Irving Ben Cooper (February 7, 1902 – September 17, 1996) was an American attorney and jurist who served as a United States district judge of the United States District Court for the Southern District of New York.

Early life and education

Born on February 7, 1902, in London, England, Cooper received a Bachelor of Laws in 1925 from the Washington University School of Law.

Career 
Cooper worked in private practice in New York City, New York, from 1927 to 1938. He served as special counsel for the New York City Department of Investigation from 1934 to 1937. He was a magistrate for New York City from 1938 to 1939. He was a justice of the New York Court of Special Sessions from 1939 to 1960, serving as chief justice from 1951 to 1960. He was a lecturer at the Menninger Foundation from 1960 to 1961.

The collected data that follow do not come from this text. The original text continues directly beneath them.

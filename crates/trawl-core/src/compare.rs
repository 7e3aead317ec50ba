//! Human-readable size and age comparisons such as `"<10kb"` or
//! `">= 2 days"`.

use std::str::FromStr;
use std::time::{Duration, SystemTime};

use serde::{Deserialize, Serialize};
use strum::{Display, EnumString};

use crate::error::ExpressionError;

const SECS_PER_MINUTE: f64 = 60.0;
const SECS_PER_HOUR: f64 = 60.0 * SECS_PER_MINUTE;
const SECS_PER_DAY: f64 = 24.0 * SECS_PER_HOUR;

/// Comparison operator.
#[derive(Debug, Clone, Copy, PartialEq, Eq, Display, EnumString, Serialize, Deserialize)]
pub enum Operator {
    #[strum(serialize = "<")]
    Less,
    #[strum(serialize = "<=")]
    LessOrEqual,
    #[strum(serialize = ">")]
    Greater,
    #[strum(serialize = ">=")]
    GreaterOrEqual,
    #[strum(serialize = "=", serialize = "==")]
    Equal,
    #[strum(serialize = "!=")]
    NotEqual,
}

impl Operator {
    /// Apply the operator to `actual <op> expected`.
    pub fn holds(self, actual: f64, expected: f64) -> bool {
        match self {
            Self::Less => actual < expected,
            Self::LessOrEqual => actual <= expected,
            Self::Greater => actual > expected,
            Self::GreaterOrEqual => actual >= expected,
            Self::Equal => actual == expected,
            Self::NotEqual => actual != expected,
        }
    }
}

/// Split an expression into operator, number and unit suffix.
fn split(expression: &str) -> Result<(Operator, f64, String), ExpressionError> {
    let s = expression.trim();
    if s.is_empty() {
        return Err(ExpressionError::new(expression, "empty expression"));
    }

    let op_len = s
        .find(|c: char| !matches!(c, '<' | '>' | '=' | '!'))
        .unwrap_or(s.len());
    let (op_str, rest) = s.split_at(op_len);
    let op = if op_str.is_empty() {
        Operator::Equal
    } else {
        Operator::from_str(op_str)
            .map_err(|_| ExpressionError::new(expression, format!("unknown operator `{op_str}`")))?
    };

    let rest = rest.trim_start();
    let num_len = rest
        .find(|c: char| !(c.is_ascii_digit() || c == '.'))
        .unwrap_or(rest.len());
    let (num_str, unit) = rest.split_at(num_len);
    if num_str.is_empty() {
        return Err(ExpressionError::new(expression, "missing number"));
    }
    let value: f64 = num_str
        .parse()
        .map_err(|_| ExpressionError::new(expression, format!("invalid number `{num_str}`")))?;

    Ok((op, value, unit.trim().to_lowercase()))
}

/// A comparison against a byte count, e.g. `"<10kb"`.
#[derive(Debug, Clone, Copy, PartialEq, Serialize, Deserialize)]
pub struct SizeComparison {
    /// Operator.
    pub op: Operator,
    /// Right-hand side in bytes.
    pub bytes: f64,
}

impl SizeComparison {
    /// Parse a size expression. A bare number is a byte count.
    pub fn parse(expression: &str) -> Result<Self, ExpressionError> {
        let (op, value, unit) = split(expression)?;
        let multiplier: f64 = match unit.as_str() {
            "" | "b" => 1.0,
            "k" | "kb" => 1024.0,
            "m" | "mb" => 1024.0 * 1024.0,
            "g" | "gb" => 1024.0 * 1024.0 * 1024.0,
            "t" | "tb" => 1024.0 * 1024.0 * 1024.0 * 1024.0,
            other => {
                return Err(ExpressionError::new(
                    expression,
                    format!("unknown size unit `{other}`"),
                ));
            }
        };
        Ok(Self {
            op,
            bytes: value * multiplier,
        })
    }

    /// Whether a byte count satisfies the comparison.
    pub fn matches(&self, size: u64) -> bool {
        self.op.holds(size as f64, self.bytes)
    }
}

/// A comparison against the age of a timestamp, e.g. `"< 2 days"`.
#[derive(Debug, Clone, Copy, PartialEq, Serialize, Deserialize)]
pub struct AgeComparison {
    /// Operator.
    pub op: Operator,
    /// Right-hand side in seconds.
    pub seconds: f64,
}

impl AgeComparison {
    /// Parse an age expression. A bare number is a count of days.
    pub fn parse(expression: &str) -> Result<Self, ExpressionError> {
        let (op, value, unit) = split(expression)?;
        let multiplier = match unit.as_str() {
            "s" | "sec" | "secs" | "second" | "seconds" => 1.0,
            "min" | "mins" | "minute" | "minutes" => SECS_PER_MINUTE,
            "h" | "hr" | "hrs" | "hour" | "hours" => SECS_PER_HOUR,
            "" | "d" | "day" | "days" => SECS_PER_DAY,
            "w" | "week" | "weeks" => 7.0 * SECS_PER_DAY,
            "month" | "months" => 30.0 * SECS_PER_DAY,
            "y" | "year" | "years" => 365.0 * SECS_PER_DAY,
            other => {
                return Err(ExpressionError::new(
                    expression,
                    format!("unknown time unit `{other}`"),
                ));
            }
        };
        Ok(Self {
            op,
            seconds: value * multiplier,
        })
    }

    /// Whether the age of `time` relative to `now` satisfies the
    /// comparison. Timestamps in the future have age zero.
    pub fn matches_at(&self, time: SystemTime, now: SystemTime) -> bool {
        let age = now.duration_since(time).unwrap_or(Duration::ZERO);
        self.op.holds(age.as_secs_f64(), self.seconds)
    }

    /// Whether the age of `time` right now satisfies the comparison.
    pub fn matches(&self, time: SystemTime) -> bool {
        self.matches_at(time, SystemTime::now())
    }
}
//! Filesystem entries visited during a search.
//!
//! Every stat-backed query on [`Entry`] goes to the filesystem on its own
//! and can fail on its own. Nothing is cached, so a predicate that only
//! looks at the name never pays for a `stat` call.

use std::borrow::Cow;
use std::fs::Metadata;
use std::path::{Path, PathBuf};
use std::time::SystemTime;

#[cfg(unix)]
use std::os::unix::fs::{FileTypeExt, MetadataExt};

use globset::GlobSet;
use serde::{Deserialize, Serialize};
use strum::Display;

use crate::error::SearchError;

/// Type of a filesystem entry, after following symlinks.
#[derive(Debug, Clone, Copy, PartialEq, Eq, Display, Serialize, Deserialize)]
#[strum(serialize_all = "lowercase")]
#[serde(rename_all = "lowercase")]
pub enum EntryKind {
    /// Regular file.
    File,
    /// Directory.
    Directory,
    /// Unix domain socket.
    Socket,
    /// Other file types (fifos, devices, etc.).
    Other,
}

impl EntryKind {
    fn from_metadata(metadata: &Metadata) -> Self {
        let file_type = metadata.file_type();
        if file_type.is_dir() {
            return Self::Directory;
        }
        if file_type.is_file() {
            return Self::File;
        }
        #[cfg(unix)]
        if file_type.is_socket() {
            return Self::Socket;
        }
        Self::Other
    }
}

/// File metadata timestamps.
#[derive(Debug, Clone, Copy, PartialEq, Eq, Serialize, Deserialize)]
pub struct Timestamps {
    /// Last modification time.
    pub modified: SystemTime,
    /// Last access time (if available).
    pub accessed: Option<SystemTime>,
    /// Last status change time (if available).
    pub changed: Option<SystemTime>,
    /// Creation time (if available, platform-dependent).
    pub created: Option<SystemTime>,
}

impl Timestamps {
    fn from_metadata(path: &Path, metadata: &Metadata) -> Result<Self, SearchError> {
        Ok(Self {
            modified: metadata.modified().map_err(|e| SearchError::io(path, e))?,
            accessed: metadata.accessed().ok(),
            changed: changed_time(metadata),
            created: metadata.created().ok(),
        })
    }
}

/// Full stat snapshot of an entry, attached to results when stats are
/// requested.
#[derive(Debug, Clone, PartialEq, Eq, Serialize, Deserialize)]
pub struct EntryStats {
    /// Entry type.
    pub kind: EntryKind,
    /// Size in bytes.
    pub size: u64,
    /// Timestamps.
    pub timestamps: Timestamps,
    /// Permission bits (0 where unsupported).
    pub mode: u32,
    /// Inode number (0 where unsupported).
    pub inode: u64,
    /// Device ID (0 where unsupported).
    pub device: u64,
    /// Number of hard links (1 where unsupported).
    pub nlink: u64,
    /// Owner user ID (0 where unsupported).
    pub uid: u32,
    /// Owner group ID (0 where unsupported).
    pub gid: u32,
}

impl EntryStats {
    /// Build a snapshot from already-fetched metadata. Fails when the
    /// platform cannot report a modification time.
    pub fn from_metadata(path: &Path, metadata: &Metadata) -> Result<Self, SearchError> {
        #[cfg(unix)]
        let (mode, inode, device, nlink, uid, gid) = (
            metadata.mode(),
            metadata.ino(),
            metadata.dev(),
            metadata.nlink(),
            metadata.uid(),
            metadata.gid(),
        );
        #[cfg(not(unix))]
        let (mode, inode, device, nlink, uid, gid) = (0, 0, 0, 1, 0, 0);

        Ok(Self {
            kind: EntryKind::from_metadata(metadata),
            size: metadata.len(),
            timestamps: Timestamps::from_metadata(path, metadata)?,
            mode,
            inode,
            device,
            nlink,
            uid,
            gid,
        })
    }
}

/// A single file or directory reached from a search root.
#[derive(Debug, Clone, PartialEq, Eq, Hash)]
pub struct Entry {
    path: PathBuf,
    depth: u32,
}

impl Entry {
    /// Create an entry at the given depth below its root.
    pub fn new(path: impl Into<PathBuf>, depth: u32) -> Self {
        Self {
            path: path.into(),
            depth,
        }
    }

    /// Create the entry for a search root (depth 0).
    pub fn root(path: impl Into<PathBuf>) -> Self {
        Self::new(path, 0)
    }

    /// Full path of this entry.
    pub fn path(&self) -> &Path {
        &self.path
    }

    /// Consume the entry, returning its path.
    pub fn into_path(self) -> PathBuf {
        self.path
    }

    /// Final path component, or the whole path when there is none.
    pub fn name(&self) -> Cow<'_, str> {
        match self.path.file_name() {
            Some(name) => name.to_string_lossy(),
            None => self.path.to_string_lossy(),
        }
    }

    /// Number of directory levels between the root and this entry.
    pub fn depth(&self) -> u32 {
        self.depth
    }

    /// Fetch metadata, following symlinks.
    pub fn metadata(&self) -> Result<Metadata, SearchError> {
        std::fs::metadata(&self.path).map_err(|e| SearchError::io(&self.path, e))
    }

    /// Whether this entry is a directory (following symlinks).
    pub fn is_dir(&self) -> Result<bool, SearchError> {
        Ok(self.metadata()?.is_dir())
    }

    /// Async variant of [`Entry::is_dir`].
    pub async fn is_dir_async(&self) -> Result<bool, SearchError> {
        let metadata = tokio::fs::metadata(&self.path)
            .await
            .map_err(|e| SearchError::io(&self.path, e))?;
        Ok(metadata.is_dir())
    }

    /// Whether this entry is hidden.
    ///
    /// On Unix this is a dot-prefixed name. On Windows the hidden file
    /// attribute is consulted as well, which needs a stat call.
    pub fn is_hidden(&self) -> Result<bool, SearchError> {
        let dotted = self
            .path
            .file_name()
            .is_some_and(|name| name.to_string_lossy().starts_with('.'));

        #[cfg(windows)]
        {
            use std::os::windows::fs::MetadataExt;
            const FILE_ATTRIBUTE_HIDDEN: u32 = 0x2;
            if !dotted {
                return Ok(self.metadata()?.file_attributes() & FILE_ATTRIBUTE_HIDDEN != 0);
            }
        }

        Ok(dotted)
    }

    /// Whether this entry is a Unix domain socket.
    pub fn is_socket(&self) -> Result<bool, SearchError> {
        Ok(EntryKind::from_metadata(&self.metadata()?) == EntryKind::Socket)
    }

    /// Size in bytes.
    pub fn size(&self) -> Result<u64, SearchError> {
        Ok(self.metadata()?.len())
    }

    /// Last modification time.
    pub fn modified(&self) -> Result<SystemTime, SearchError> {
        self.metadata()?
            .modified()
            .map_err(|e| SearchError::io(&self.path, e))
    }

    /// Last access time.
    pub fn accessed(&self) -> Result<SystemTime, SearchError> {
        self.metadata()?
            .accessed()
            .map_err(|e| SearchError::io(&self.path, e))
    }

    /// Last status change time. Falls back to the modification time on
    /// platforms without a ctime.
    pub fn changed(&self) -> Result<SystemTime, SearchError> {
        let metadata = self.metadata()?;
        match changed_time(&metadata) {
            Some(time) => Ok(time),
            None => metadata
                .modified()
                .map_err(|e| SearchError::io(&self.path, e)),
        }
    }

    /// Whether the entry name matches any pattern in the set.
    pub fn matches_glob(&self, globs: &GlobSet) -> bool {
        globs.is_match(self.name().as_ref())
    }

    /// Full stat snapshot.
    pub fn stats(&self) -> Result<EntryStats, SearchError> {
        EntryStats::from_metadata(&self.path, &self.metadata()?)
    }

    /// List the immediate children of this directory, sorted by name.
    pub fn list_children(&self) -> Result<Vec<Entry>, SearchError> {
        let reader = std::fs::read_dir(&self.path).map_err(|e| SearchError::io(&self.path, e))?;

        let mut children = Vec::new();
        for item in reader {
            let item = item.map_err(|e| SearchError::io(&self.path, e))?;
            children.push(Entry::new(item.path(), self.depth + 1));
        }
        children.sort_by(|a, b| a.path.file_name().cmp(&b.path.file_name()));

        Ok(children)
    }

    /// Async variant of [`Entry::list_children`].
    pub async fn list_children_async(&self) -> Result<Vec<Entry>, SearchError> {
        let mut reader = tokio::fs::read_dir(&self.path)
            .await
            .map_err(|e| SearchError::io(&self.path, e))?;

        let mut children = Vec::new();
        while let Some(item) = reader
            .next_entry()
            .await
            .map_err(|e| SearchError::io(&self.path, e))?
        {
            children.push(Entry::new(item.path(), self.depth + 1));
        }
        children.sort_by(|a, b| a.path.file_name().cmp(&b.path.file_name()));

        Ok(children)
    }
}

#[cfg(unix)]
fn changed_time(metadata: &Metadata) -> Option<SystemTime> {
    let secs = u64::try_from(metadata.ctime()).ok()?;
    let nanos = u32::try_from(metadata.ctime_nsec()).ok()?;
    SystemTime::UNIX_EPOCH.checked_add(std::time::Duration::new(secs, nanos))
}

#[cfg(not(unix))]
fn changed_time(_metadata: &Metadata) -> Option<SystemTime> {
    None
}
//! Core types and filters for trawl.
//!
//! This crate provides the pieces a search is assembled from: the
//! filesystem [`Entry`] capability, human-readable size and age
//! [comparisons](compare), the [`FilterChain`] that composes predicates,
//! and the immutable [`SearchConfig`].

pub mod compare;
mod config;
mod entry;
mod error;
pub mod filter;

pub use compare::{AgeComparison, Operator, SizeComparison};
pub use config::{SearchConfig, SearchConfigBuilder};
pub use entry::{Entry, EntryKind, EntryStats, Timestamps};
pub use error::{ConfigError, ExpressionError, SearchError};
pub use filter::{FilterChain, Predicate, TimeField};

Cooper received a recess appointment from President John F. Kennedy on October 5, 1961, to the United States District Court for the Southern District of New York, to a new seat authorized by 75 Stat. 80. He was nominated to the same position by President Kennedy on January 15, 1962. He was confirmed by the United States Senate on September 20, 1962, and received his commission on September 28, 1962. He assumed senior status on February 7, 1972. His service terminated on September 17, 1996, due to his death in New York City.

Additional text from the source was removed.